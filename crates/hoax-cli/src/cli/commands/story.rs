use super::{open_store, print_json};
use crate::cli::args::{GlobalArgs, OutputFormat, StoryArgs, StoryFields, StorySub};
use crate::exit_codes;
use hoax_core::{FolderFilter, GameError, NewStory, Story};

pub fn run(global: &GlobalArgs, args: StoryArgs) -> anyhow::Result<i32> {
    let (_, store) = open_store(global)?;

    match args.cmd {
        StorySub::List { folder, format } => {
            let stories = store.list_stories(FolderFilter::parse(folder.as_deref())?)?;
            match format {
                OutputFormat::Json => print_json(&stories)?,
                OutputFormat::Text => {
                    for s in &stories {
                        println!("{:<6} [{}] {}", s.id, s.folder_id, s.event);
                    }
                }
            }
        }
        StorySub::Show { id } => {
            let story = store
                .get_story(&id)?
                .ok_or(GameError::StoryNotFound { story_id: id })?;
            print_json(&story)?;
        }
        StorySub::Add { fields } => {
            let story = store.create_story(fields.into_new_story(None))?;
            println!("Created story {}", story.id);
        }
        StorySub::Edit { id, fields } => {
            let current = store
                .get_story(&id)?
                .ok_or_else(|| GameError::StoryNotFound {
                    story_id: id.clone(),
                })?;
            let story = store.update_story(&id, fields.into_new_story(Some(current)))?;
            println!("Updated story {}", story.id);
        }
        StorySub::Delete { id, cascade } => {
            let deleted = store.delete_story(&id, cascade)?;
            println!(
                "Deleted story {} ({} answers, {} rounds removed)",
                deleted.story_id, deleted.responses_removed, deleted.rounds_removed
            );
        }
    }
    Ok(exit_codes::SUCCESS)
}

impl StoryFields {
    /// Overlay the given flags on `base`; absent flags keep the base value.
    fn into_new_story(self, base: Option<Story>) -> NewStory {
        let base = base.map(|s| NewStory {
            folder_id: Some(s.folder_id),
            event: s.event,
            introduction: s.introduction,
            true_version: s.true_version,
            fake_version: s.fake_version,
            explanation: s.explanation,
            hint: s.hint,
        });
        let base = base.unwrap_or_default();
        NewStory {
            folder_id: self.folder.or(base.folder_id),
            event: self.event.unwrap_or(base.event),
            introduction: self.introduction.or(base.introduction),
            true_version: self.true_version.unwrap_or(base.true_version),
            fake_version: self.fake_version.unwrap_or(base.fake_version),
            explanation: self.explanation.unwrap_or(base.explanation),
            hint: self.hint.or(base.hint),
        }
    }
}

[Task to complete] Your task is to restate all of the records above word for word.

[Task response]
filename crates/hoax-cli/src/cli/commands/story.rs
use super::{open_store, print_json};
use crate::cli::args::{GlobalArgs, OutputFormat, StoryArgs, StoryFields, StorySub};
use crate::exit_codes;
use hoax_core::{FolderFilter, GameError, NewStory, Story};

pub fn run(global: &GlobalArgs, args: StoryArgs) -> anyhow::Result<i32> {
    let (_, store) = open_store(global)?;

    match args.cmd {
        StorySub::List { folder, format } => {
            let stories = store.list_stories(FolderFilter::parse(folder.as_deref())?)?;
            match format {
                OutputFormat::Json => print_json(&stories)?,
                OutputFormat::Text => {
                    for s in &stories {
                        println!("{:<6} [{}] {}", s.id, s.folder_id, s.event);
                    }
                }
            }
        }
        StorySub::Show { id } => {
            let story = store
                .get_story(&id)?
                .ok_or(GameError::StoryNotFound { story_id: id })?;
            print_json(&story)?;
        }
        StorySub::Add { fields } => {
            let story = store.create_story(fields.into_new_story(None))?;
            println!("Created story {}", story.id);
        }
        StorySub::Edit { id, fields } => {
            let current = store
                .get_story(&id)?
                .ok_or_else(|| GameError::StoryNotFound {
                    story_id: id.clone(),
                })?;
            let story = store.update_story(&id, fields.into_new_story(Some(current)))?;
            println!("Updated story {}", story.id);
        }
        StorySub::Delete { id, cascade } => {
            let deleted = store.delete_story(&id, cascade)?;
            println!(
                "Deleted story {} ({} answers, {} rounds removed)",
                deleted.story_id, deleted.responses_removed, deleted.rounds_removed
            );
        }
    }
    Ok(exit_codes::SUCCESS)
}

impl StoryFields {
    /// Overlay the given flags on `base`; absent flags keep the base value.
    fn into_new_story(self, base: Option<Story>) -> NewStory {
        let base = base.map(|s| NewStory {
            folder_id: Some(s.folder_id),
            event: s.event,
            introduction: s.introduction,
            true_version: s.true_version,
            fake_version: s.fake_version,
            explanation: s.explanation,
            hint: s.hint,
        });
        let base = base.unwrap_or_default();
        NewStory {
            folder_id: self.folder.or(base.folder_id),
            event: self.event.unwrap_or(base.event),
            introduction: self.introduction.or(base.introduction),
            true_version: self.true_version.unwrap_or(base.true_version),
            fake_version: self.fake_version.unwrap_or(base.fake_version),
            explanation: self.explanation.unwrap_or(base.explanation),
            hint: self.hint.or(base.hint),
        }
    }
}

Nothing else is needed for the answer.